Task details >> Transcribe exactly everything in the data below from the line containing "if !labels.iter().any(|l| l" down to the line containing "pub fn validate_sum_importo(grid: &Grid)", both lines included and nothing further.

------------------------------------------------------------

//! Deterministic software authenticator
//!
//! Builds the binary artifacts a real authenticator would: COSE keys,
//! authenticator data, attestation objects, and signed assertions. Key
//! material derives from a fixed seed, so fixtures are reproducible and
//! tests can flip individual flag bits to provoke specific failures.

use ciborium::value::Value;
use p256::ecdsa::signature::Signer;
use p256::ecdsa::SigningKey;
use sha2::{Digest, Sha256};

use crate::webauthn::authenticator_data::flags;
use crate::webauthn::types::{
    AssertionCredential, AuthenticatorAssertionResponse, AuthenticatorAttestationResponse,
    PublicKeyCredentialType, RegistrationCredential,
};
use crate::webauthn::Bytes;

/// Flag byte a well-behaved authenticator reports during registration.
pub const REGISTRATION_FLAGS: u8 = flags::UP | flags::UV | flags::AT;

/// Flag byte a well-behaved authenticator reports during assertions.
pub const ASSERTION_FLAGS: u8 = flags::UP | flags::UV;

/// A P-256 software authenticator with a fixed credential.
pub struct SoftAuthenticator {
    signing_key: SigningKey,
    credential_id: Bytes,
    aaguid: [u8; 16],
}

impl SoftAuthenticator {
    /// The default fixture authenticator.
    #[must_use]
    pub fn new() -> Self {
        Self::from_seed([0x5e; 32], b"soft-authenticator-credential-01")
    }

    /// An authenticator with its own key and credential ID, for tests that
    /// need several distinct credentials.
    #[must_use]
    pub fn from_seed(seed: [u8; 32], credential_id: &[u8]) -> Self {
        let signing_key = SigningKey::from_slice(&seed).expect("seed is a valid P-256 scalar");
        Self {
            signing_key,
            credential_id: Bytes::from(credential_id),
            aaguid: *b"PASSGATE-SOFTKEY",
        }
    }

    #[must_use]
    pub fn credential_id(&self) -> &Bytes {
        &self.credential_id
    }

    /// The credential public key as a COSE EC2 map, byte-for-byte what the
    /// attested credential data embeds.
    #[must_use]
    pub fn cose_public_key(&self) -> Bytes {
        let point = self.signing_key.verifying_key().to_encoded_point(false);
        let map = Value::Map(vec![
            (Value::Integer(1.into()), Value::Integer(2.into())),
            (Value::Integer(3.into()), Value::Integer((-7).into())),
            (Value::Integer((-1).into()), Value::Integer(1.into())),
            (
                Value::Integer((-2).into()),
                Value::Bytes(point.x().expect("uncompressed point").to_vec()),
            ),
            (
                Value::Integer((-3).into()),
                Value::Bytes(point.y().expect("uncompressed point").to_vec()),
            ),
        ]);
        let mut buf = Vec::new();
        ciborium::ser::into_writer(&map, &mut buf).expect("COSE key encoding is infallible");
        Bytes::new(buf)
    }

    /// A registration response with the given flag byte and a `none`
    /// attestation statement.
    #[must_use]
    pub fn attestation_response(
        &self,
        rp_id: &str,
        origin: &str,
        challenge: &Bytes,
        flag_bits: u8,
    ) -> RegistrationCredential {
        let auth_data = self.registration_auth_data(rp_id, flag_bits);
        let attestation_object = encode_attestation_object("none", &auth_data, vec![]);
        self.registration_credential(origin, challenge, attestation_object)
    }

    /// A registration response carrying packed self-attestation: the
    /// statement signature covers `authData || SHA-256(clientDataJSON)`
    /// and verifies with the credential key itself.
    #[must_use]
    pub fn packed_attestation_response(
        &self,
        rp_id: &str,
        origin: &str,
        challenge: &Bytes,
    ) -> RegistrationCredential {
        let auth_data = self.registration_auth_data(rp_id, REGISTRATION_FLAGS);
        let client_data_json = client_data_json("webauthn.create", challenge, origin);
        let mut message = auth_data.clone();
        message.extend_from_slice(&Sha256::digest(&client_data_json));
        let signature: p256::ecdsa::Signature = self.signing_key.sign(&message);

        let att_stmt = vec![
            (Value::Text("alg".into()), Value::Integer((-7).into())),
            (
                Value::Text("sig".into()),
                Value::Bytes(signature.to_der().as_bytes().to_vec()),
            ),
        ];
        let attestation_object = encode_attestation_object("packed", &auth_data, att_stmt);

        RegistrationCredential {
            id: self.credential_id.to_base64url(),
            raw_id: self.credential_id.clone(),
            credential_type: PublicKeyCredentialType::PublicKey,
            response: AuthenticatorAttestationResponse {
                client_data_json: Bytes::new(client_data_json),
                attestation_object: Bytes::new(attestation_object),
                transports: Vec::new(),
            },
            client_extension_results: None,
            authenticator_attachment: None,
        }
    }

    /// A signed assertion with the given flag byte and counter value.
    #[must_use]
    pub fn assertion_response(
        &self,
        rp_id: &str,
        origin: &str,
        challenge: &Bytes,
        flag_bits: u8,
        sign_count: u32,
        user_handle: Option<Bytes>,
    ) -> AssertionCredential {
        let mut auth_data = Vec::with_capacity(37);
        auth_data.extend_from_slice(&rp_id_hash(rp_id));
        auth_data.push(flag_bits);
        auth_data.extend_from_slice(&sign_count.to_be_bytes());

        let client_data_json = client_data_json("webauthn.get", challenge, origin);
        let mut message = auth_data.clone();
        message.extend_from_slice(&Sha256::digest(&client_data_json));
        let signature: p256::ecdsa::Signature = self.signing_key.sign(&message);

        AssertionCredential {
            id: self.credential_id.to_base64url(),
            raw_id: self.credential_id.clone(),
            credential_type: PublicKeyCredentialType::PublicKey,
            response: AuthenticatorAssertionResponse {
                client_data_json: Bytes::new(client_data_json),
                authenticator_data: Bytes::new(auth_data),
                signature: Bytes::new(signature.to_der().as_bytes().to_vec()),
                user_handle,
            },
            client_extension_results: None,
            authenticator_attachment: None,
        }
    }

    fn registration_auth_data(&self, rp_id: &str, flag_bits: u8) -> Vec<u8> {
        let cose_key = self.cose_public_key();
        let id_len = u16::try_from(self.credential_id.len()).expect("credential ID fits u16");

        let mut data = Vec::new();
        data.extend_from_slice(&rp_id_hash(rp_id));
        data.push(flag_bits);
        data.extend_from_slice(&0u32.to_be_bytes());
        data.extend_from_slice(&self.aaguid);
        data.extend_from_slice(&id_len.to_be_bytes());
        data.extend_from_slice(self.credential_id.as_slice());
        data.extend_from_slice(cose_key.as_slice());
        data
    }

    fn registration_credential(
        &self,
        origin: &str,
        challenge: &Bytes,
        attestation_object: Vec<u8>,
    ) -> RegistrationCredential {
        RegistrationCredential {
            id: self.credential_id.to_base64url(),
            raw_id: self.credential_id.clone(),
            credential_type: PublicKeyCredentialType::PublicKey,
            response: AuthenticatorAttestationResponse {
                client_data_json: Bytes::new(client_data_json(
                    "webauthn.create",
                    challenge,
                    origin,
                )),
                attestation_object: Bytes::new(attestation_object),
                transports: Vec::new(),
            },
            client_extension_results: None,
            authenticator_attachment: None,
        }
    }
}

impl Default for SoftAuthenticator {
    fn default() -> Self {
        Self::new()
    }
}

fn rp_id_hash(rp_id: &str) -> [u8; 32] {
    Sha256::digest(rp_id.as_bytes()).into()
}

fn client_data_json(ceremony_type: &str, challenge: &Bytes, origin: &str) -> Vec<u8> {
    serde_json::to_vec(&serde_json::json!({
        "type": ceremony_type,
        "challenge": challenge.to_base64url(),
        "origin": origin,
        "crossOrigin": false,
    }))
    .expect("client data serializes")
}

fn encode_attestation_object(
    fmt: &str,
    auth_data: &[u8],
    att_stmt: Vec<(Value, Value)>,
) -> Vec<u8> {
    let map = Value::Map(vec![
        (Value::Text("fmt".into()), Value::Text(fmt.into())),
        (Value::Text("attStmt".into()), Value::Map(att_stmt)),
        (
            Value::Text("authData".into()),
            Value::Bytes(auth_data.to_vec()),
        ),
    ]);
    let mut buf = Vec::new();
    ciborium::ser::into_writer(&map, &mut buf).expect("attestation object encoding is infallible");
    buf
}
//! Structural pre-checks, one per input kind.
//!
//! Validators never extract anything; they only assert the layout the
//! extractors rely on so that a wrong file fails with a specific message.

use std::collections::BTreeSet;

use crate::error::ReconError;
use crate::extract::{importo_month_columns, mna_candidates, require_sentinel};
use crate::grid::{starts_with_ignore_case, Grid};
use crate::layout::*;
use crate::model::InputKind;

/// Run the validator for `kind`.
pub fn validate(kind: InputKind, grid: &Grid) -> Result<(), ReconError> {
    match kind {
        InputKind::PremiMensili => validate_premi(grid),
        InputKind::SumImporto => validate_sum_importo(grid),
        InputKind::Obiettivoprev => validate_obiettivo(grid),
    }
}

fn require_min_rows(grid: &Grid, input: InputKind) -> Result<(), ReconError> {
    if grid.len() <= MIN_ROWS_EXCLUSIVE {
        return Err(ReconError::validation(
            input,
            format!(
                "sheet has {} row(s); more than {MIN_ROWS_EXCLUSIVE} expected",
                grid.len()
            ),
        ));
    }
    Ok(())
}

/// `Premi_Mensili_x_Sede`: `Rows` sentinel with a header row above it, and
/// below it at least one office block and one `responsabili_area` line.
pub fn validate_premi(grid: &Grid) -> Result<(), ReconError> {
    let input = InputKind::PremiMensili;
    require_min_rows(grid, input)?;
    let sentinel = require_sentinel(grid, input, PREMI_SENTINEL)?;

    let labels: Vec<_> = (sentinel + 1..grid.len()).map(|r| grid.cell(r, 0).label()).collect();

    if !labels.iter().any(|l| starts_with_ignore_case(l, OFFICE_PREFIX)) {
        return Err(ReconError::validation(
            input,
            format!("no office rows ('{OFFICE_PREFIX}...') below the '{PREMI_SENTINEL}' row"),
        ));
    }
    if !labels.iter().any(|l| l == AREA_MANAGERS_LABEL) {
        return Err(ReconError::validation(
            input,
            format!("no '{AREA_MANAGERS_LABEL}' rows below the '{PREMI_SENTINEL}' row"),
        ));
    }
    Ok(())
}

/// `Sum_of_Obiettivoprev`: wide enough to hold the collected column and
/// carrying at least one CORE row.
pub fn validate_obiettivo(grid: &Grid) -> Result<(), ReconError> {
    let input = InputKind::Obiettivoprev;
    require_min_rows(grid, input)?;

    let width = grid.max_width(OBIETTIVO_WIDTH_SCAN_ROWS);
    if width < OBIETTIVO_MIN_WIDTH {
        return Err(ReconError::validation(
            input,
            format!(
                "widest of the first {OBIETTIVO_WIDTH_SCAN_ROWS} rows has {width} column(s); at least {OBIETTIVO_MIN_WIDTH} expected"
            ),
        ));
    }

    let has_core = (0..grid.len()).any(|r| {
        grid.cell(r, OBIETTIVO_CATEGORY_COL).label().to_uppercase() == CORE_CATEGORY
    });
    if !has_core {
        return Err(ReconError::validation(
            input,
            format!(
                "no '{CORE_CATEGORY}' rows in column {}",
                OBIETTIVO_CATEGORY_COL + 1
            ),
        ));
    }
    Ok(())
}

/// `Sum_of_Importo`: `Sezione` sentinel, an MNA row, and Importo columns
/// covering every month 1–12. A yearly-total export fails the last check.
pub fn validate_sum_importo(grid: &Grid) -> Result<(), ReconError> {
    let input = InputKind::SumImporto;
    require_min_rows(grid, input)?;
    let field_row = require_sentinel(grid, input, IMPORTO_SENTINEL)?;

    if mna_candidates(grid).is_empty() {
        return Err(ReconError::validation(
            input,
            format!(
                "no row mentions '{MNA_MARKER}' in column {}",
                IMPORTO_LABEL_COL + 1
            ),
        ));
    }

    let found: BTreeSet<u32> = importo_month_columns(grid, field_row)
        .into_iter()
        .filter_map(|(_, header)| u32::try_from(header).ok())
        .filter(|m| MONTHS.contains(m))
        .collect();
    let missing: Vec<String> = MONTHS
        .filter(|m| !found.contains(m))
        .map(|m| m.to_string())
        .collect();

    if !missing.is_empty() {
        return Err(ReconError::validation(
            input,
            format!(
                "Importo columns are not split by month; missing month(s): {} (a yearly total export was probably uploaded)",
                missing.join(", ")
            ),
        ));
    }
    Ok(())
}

------------------------------------------------------------

Reply to the exercise >>
    if !labels.iter().any(|l| l == AREA_MANAGERS_LABEL) {
        return Err(ReconError::validation(
            input,
            format!("no '{AREA_MANAGERS_LABEL}' rows below the '{PREMI_SENTINEL}' row"),
        ));
    }
    Ok(())
}

/// `Sum_of_Obiettivoprev`: wide enough to hold the collected column and
/// carrying at least one CORE row.
pub fn validate_obiettivo(grid: &Grid) -> Result<(), ReconError> {
    let input = InputKind::Obiettivoprev;
    require_min_rows(grid, input)?;

    let width = grid.max_width(OBIETTIVO_WIDTH_SCAN_ROWS);
    if width < OBIETTIVO_MIN_WIDTH {
        return Err(ReconError::validation(
            input,
            format!(
                "widest of the first {OBIETTIVO_WIDTH_SCAN_ROWS} rows has {width} column(s); at least {OBIETTIVO_MIN_WIDTH} expected"
            ),
        ));
    }

    let has_core = (0..grid.len()).any(|r| {
        grid.cell(r, OBIETTIVO_CATEGORY_COL).label().to_uppercase() == CORE_CATEGORY
    });
    if !has_core {
        return Err(ReconError::validation(
            input,
            format!(
                "no '{CORE_CATEGORY}' rows in column {}",
                OBIETTIVO_CATEGORY_COL + 1
            ),
        ));
    }
    Ok(())
}

/// `Sum_of_Importo`: `Sezione` sentinel, an MNA row, and Importo columns
/// covering every month 1–12. A yearly-total export fails the last check.
pub fn validate_sum_importo(grid: &Grid) -> Result<(), ReconError> {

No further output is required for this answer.